EmbeddedRelated.com
Forums
Memfault Beyond the Launch

Debugging crashes which appear after a long time

Started by ssubbarayan March 23, 2006
Gurus,
      I am encountering a strange situation in one of our consumer
electronics embedded product.
The product runs on prorietory RTOS and a custom processor supplied by
ST Micro electronics.Now what happens is,the box runs for around 8
hours with out any problem.After 8 hours it crashes.I am clueless on
how to debug it.The debugger window throws error
"task out of scope,stack frame cannot be set!".
I suspected this to be a stack over flow problem for the tasks running
and increased the stack size.Still that did not help me.
I tried to put trace messages and print it on console.Problem is, due
to time required to print to console,my application does not come up
even properly.I am not able to use the debugger too because of this out
of scope error.Also irony is this problem appears only after 8
hours,which makes me wait for another 8 hours to get the issue.
I am wondering are there any good approaches you experts would have
used to solve such problems?
It will be helpful if some one can point me in right direction.I am
looking for some debugging tips which can help me to sort out this
issue.
Looking farward for your replies and advanced thanks for the same,
Regards,
s.subbarayan

ssubbarayan wrote:
> Now what happens is,the box runs for around 8 > hours with out any problem.After 8 hours it crashes.
If it happens consistentry after a period of time - it is a good sign :) Things to ckeck: - memory leak? - hardware counter gets overflown? - variable counter gets overflown? - some free-running hardware timer generates interrupt that is not handled? - the building air conditioning system starts/stops, generating surge in the mains line?
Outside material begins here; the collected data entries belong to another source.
use crate::camera::Camera;
use crate::config::GameConfig;
use crate::error::{Error, Result};
use crate::input::{Action, InputSource};
use crate::ir_level::{IrLevel, IrProject};
use crate::player::Player;
use crate::render::compositor::Renderer;
use crate::surface::Surface;
use crate::tileset::TilesetLoader;
use macroquad::math::Vec2;

/// Ticks per second the loop is paced for
pub const TICKS_PER_SECOND: u64 = 60;

/// Whether the loop keeps running after an update
#[derive(Debug, Clone, Copy, PartialEq, Eq)]
pub enum Flow {
    /// Keep going
    Continue,
    /// Quit was requested
    Quit,
}

/// Frame orchestrator: input → motion → composite → present
pub struct Game<L: TilesetLoader> {
    camera: Camera,
    renderer: Renderer<L>,
    player: Player,
    level: IrLevel,
    current_level: usize,
    camera_step: f32,
    ticks: u64,
}

fn log_project(project: &IrProject) {
    log::info!("project format version {}", project.json_version);
    for (i, ts) in project.tilesets.iter().enumerate() {
        log::info!(
            "tileset {}: uid={} id={} path={}",
            i,
            ts.uid,
            ts.identifier,
            ts.path.as_deref().unwrap_or("<internal>")
        );
    }
    for (i, level) in project.levels.iter().enumerate() {
        log::info!("level {}: {}", i, level.identifier);
    }
}

impl<L: TilesetLoader> Game<L> {
    /// Build the camera from `config`, then load the configured level
    pub fn new(
        config: &GameConfig,
        project: &IrProject,
        mut renderer: Renderer<L>,
        player: Player,
    ) -> Result<Self> {
        log_project(project);

        let c = &config.camera;
        let camera = Camera::new(
            config.window.width,
            config.window.height,
            c.x,
            c.y,
            c.rotation,
            c.scale,
        )?;
        camera.info();

        let level = project
            .level(config.level)
            .ok_or(Error::LevelNotFound(config.level))?
            .clone();
        renderer.load_level(&level)?;

        Ok(Game {
            camera,
            renderer,
            player,
            level,
            current_level: config.level,
            camera_step: c.step,
            ticks: 0,
        })
    }

    /// Replace the current level with `project`'s level `index`
    pub fn switch_level(&mut self, project: &IrProject, index: usize) -> Result<()> {
        let level = project
            .level(index)
            .ok_or(Error::LevelNotFound(index))?
            .clone();
        self.renderer.load_level(&level)?;
        self.level = level;
        self.current_level = index;
        Ok(())
    }

    /// One tick of game logic. Later movement keys win because every
    /// `move_by` replaces the velocity.
    pub fn update<I: InputSource + ?Sized>(&mut self, input: &I, dt: f32) -> Flow {
        if input.is_down(Action::CameraRight) {
            self.camera.move_position(self.camera_step, 0.0);
        }
        if input.is_down(Action::CameraLeft) {
            self.camera.move_position(-self.camera_step, 0.0);
        }

        if input.is_down(Action::MoveRight) {
            self.player.move_by(1.0, 0.0);
        }
        if input.is_down(Action::MoveLeft) {
            self.player.move_by(-1.0, 0.0);
        }
        if input.is_down(Action::MoveUp) {
            self.player.move_by(0.0, -1.0);
        }
        if input.is_down(Action::MoveDown) {
            self.player.move_by(0.0, 1.0);
        }

        if input.just_pressed(Action::CycleAnimation) {
            self.player.cycle_state();
        }
        if input.just_pressed(Action::Quit) {
            return Flow::Quit;
        }

        self.player.update(dt);
        self.ticks += 1;
        Flow::Continue
    }

    /// Compose the level through the camera, then the player on top
    pub fn draw(&mut self, screen: &mut Surface) {
        self.renderer
            .render_frame(&mut self.camera, screen, &self.level);
        let at = self.player_screen_position();
        self.player.draw(screen, at);
    }

    /// Where the player's top-left corner lands after the camera blit
    pub fn player_screen_position(&self) -> Vec2 {
        self.camera
            .blit_transform()
            .apply(self.player.position - self.camera.position())
    }

    /// `true` once more than five whole seconds have been simulated
    pub fn show_banner(&self) -> bool {
        self.ticks / TICKS_PER_SECOND > 5
    }

    /// Camera
    pub fn camera(&self) -> &Camera {
        &self.camera
    }

    /// Mutable camera
    pub fn camera_mut(&mut self) -> &mut Camera {
        &mut self.camera
    }

    /// Player
    pub fn player(&self) -> &Player {
        &self.player
    }

    /// Mutable player
    pub fn player_mut(&mut self) -> &mut Player {
        &mut self.player
    }

    /// Compositor
    pub fn renderer(&self) -> &Renderer<L> {
        &self.renderer
    }

    /// Level being shown
    pub fn level(&self) -> &IrLevel {
        &self.level
    }

    /// Index of the level being shown
    pub fn current_level(&self) -> usize {
        self.current_level
    }

    /// Updates run so far
    pub fn ticks(&self) -> u64 {
        self.ticks
    }
}
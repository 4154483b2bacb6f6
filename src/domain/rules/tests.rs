// Unit tests for business rules

#[cfg(test)]
mod tests {
    use serde_json::json;

    use crate::domain::model::{TimeSpec, CATEGORY_COUNT};
    use crate::domain::rules::*;

    #[test]
    fn test_normalize_category_in_range() {
        for category in 0..CATEGORY_COUNT {
            assert_eq!(normalize_category(category as i64), category);
        }
    }

    #[test]
    fn test_normalize_category_out_of_range() {
        assert_eq!(normalize_category(-1), 0);
        assert_eq!(normalize_category(CATEGORY_COUNT as i64), 0);
        assert_eq!(normalize_category(99), 0);
    }

    #[test]
    fn test_validate_entry_complete() {
        let entry = json!({"pos": 2.0, "comment": "intro", "type": 1});
        let marker = validate_entry(&entry).unwrap();
        assert_eq!(marker.position, TimeSpec::from_seconds(2.0));
        assert_eq!(marker.comment, "intro");
        assert_eq!(marker.category, 1);
    }

    #[test]
    fn test_validate_entry_defaults() {
        let marker = validate_entry(&json!({"pos": 1.0})).unwrap();
        assert_eq!(marker.comment, "Marker");
        assert_eq!(marker.category, 0);
    }

    #[test]
    fn test_validate_entry_clamps_category() {
        let marker = validate_entry(&json!({"pos": 3.0, "type": 7})).unwrap();
        assert_eq!(marker.category, 0);
    }

    #[test]
    fn test_validate_entry_skips_malformed() {
        // Not an object
        assert!(validate_entry(&json!(42)).is_none());
        assert!(validate_entry(&json!("marker")).is_none());
        // No position
        assert!(validate_entry(&json!({"comment": "bad"})).is_none());
        // Non-numeric position
        assert!(validate_entry(&json!({"pos": "2.0"})).is_none());
    }
}
//! Settings file handling
//!
//! The CLI reads a small TOML settings file; the library itself takes plain
//! values and never touches the filesystem.

use serde::{Deserialize, Serialize};

use crate::domain::errors::DomainError;
use crate::domain::model::{FrameRate, CATEGORY_COUNT};
use crate::error::{TimemarkError, TimemarkResult};
use crate::history::DEFAULT_HISTORY_LIMIT;

/// TimeMark settings
#[derive(Debug, Clone, Serialize, Deserialize)]
#[serde(default)]
pub struct Settings {
    /// Category assigned to markers created without one
    pub default_marker_type: usize,
    /// Project frame rate, `FrameRate` syntax ("25", "30000/1001")
    pub frame_rate: String,
    /// Number of undo history entries kept
    pub history_limit: usize,
}

impl Default for Settings {
    fn default() -> Self {
        Self {
            default_marker_type: 0,
            frame_rate: "25".to_string(),
            history_limit: DEFAULT_HISTORY_LIMIT,
        }
    }
}

impl Settings {
    /// Load and validate settings from a TOML file
    pub fn load(path: &str) -> TimemarkResult<Self> {
        let content = std::fs::read_to_string(path)?;
        let settings: Settings = toml::from_str(&content)?;
        settings
            .validate()
            .map_err(|e| TimemarkError::SettingsError {
                message: e.to_string(),
            })?;
        Ok(settings)
    }

    /// Validate field values
    pub fn validate(&self) -> Result<(), DomainError> {
        if self.default_marker_type >= CATEGORY_COUNT {
            return Err(DomainError::InvalidCategory(format!(
                "default_marker_type {} is outside [0, {})",
                self.default_marker_type, CATEGORY_COUNT
            )));
        }
        if self.history_limit == 0 {
            return Err(DomainError::BadArgs(
                "history_limit must be at least 1".to_string(),
            ));
        }
        FrameRate::parse(&self.frame_rate)?;
        Ok(())
    }

    /// The configured frame rate
    pub fn frame_rate(&self) -> Result<FrameRate, DomainError> {
        FrameRate::parse(&self.frame_rate)
    }
}

#[cfg(test)]
mod tests {
    use super::*;

    #[test]
    fn test_defaults() {
        let settings = Settings::default();
        assert_eq!(settings.default_marker_type, 0);
        assert_eq!(settings.frame_rate().unwrap(), FrameRate::fps_25());
        assert_eq!(settings.history_limit, DEFAULT_HISTORY_LIMIT);
        assert!(settings.validate().is_ok());
    }

    #[test]
    fn test_parse_partial_toml() {
        let settings: Settings = toml::from_str("frame_rate = \"30000/1001\"").unwrap();
        assert_eq!(settings.frame_rate().unwrap(), FrameRate::fps_ntsc());
        assert_eq!(settings.default_marker_type, 0);
    }

    #[test]
    fn test_validation_rejects_bad_values() {
        let settings: Settings = toml::from_str("default_marker_type = 9").unwrap();
        assert!(settings.validate().is_err());

        let settings: Settings = toml::from_str("history_limit = 0").unwrap();
        assert!(settings.validate().is_err());

        let settings: Settings = toml::from_str("frame_rate = \"abc\"").unwrap();
        assert!(settings.validate().is_err());
    }
}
Would it crash if you ran another (idle) task instead of yours? If yes - check the RTOS. HTH, Vadim
> I suspected this to be a stack over flow problem for the tasks running > and increased the stack size.Still that did not help me.
Try stuffing a known pattern into the RAM used for the stacks. After it crashes, check those areas to see if that pattern gets overwritten.
ssubbarayan wrote:

> I am > wondering are there any good approaches you experts would have used > to solve such problems? It will be helpful if some one can point me > in right direction.I am looking for some debugging tips which can > help me to sort out this issue.
Do you have any theories at all? If so, you need to devise a configuration that will make it crash more often. I had a problem years ago that occurred once every few *weeks*. Fortunately a code review threw up one theory reasonably early - and I spent the next few weeks proving it. 1. Can you accelerate the tasks that the system is doing in order to decrease the time between crashes? For example, if there is a regular task scheduled for, say every minute, drop that down to every 30s and see if it crashes after 4 hours. Every 5 sec? etc... This could be done on a system-wide level (just to decrease the turn-around) or on a task level (to identify the task at fault). Is it a consistent 8 hours? Or is that an average based on some probability of two inter-related events happening? Can you increase the number of tasks running in parallel to accelerate the crash? 2. Divide and conquer. Is it possible to disable certain tasks? Does it still crash when these tasks are not running? Does the system crash even with only a single idle task (and nothing else) running? Your ideal situation is having (a) a configuration that doesn't crash (however cut-down that is) as well as (b) a configuration that crashes after a few mins. Then you can narrow in on the problem from there. Regards, -- Mark McDougall, Engineer Virtual Logic Pty Ltd, <http://www.vl.com.au> 21-25 King St, Rockdale, 2216 Ph: +612-9599-3255 Fax: +612-9599-3266
"ssubbarayan" <ssubba@gmail.com> wrote in message 
news:1143086470.110143.320060@i39g2000cwa.googlegroups.com...
> Gurus, > I am encountering a strange situation in one of our consumer > electronics embedded product. > The product runs on prorietory RTOS and a custom processor supplied by > ST Micro electronics.Now what happens is,the box runs for around 8 > hours with out any problem.After 8 hours it crashes.I am clueless on > how to debug it.The debugger window throws error > "task out of scope,stack frame cannot be set!". > I suspected this to be a stack over flow problem for the tasks running > and increased the stack size.
Even if the stack is overflowed you should be able to look at the end of the stack. You'll be able to find the last few values that were placed there. The return addresses will tell you where these calls came from. This might give you a clue as to what was happening just before it crashed. Peter
Hello,

Really very challenging and interesting problem......!!!!!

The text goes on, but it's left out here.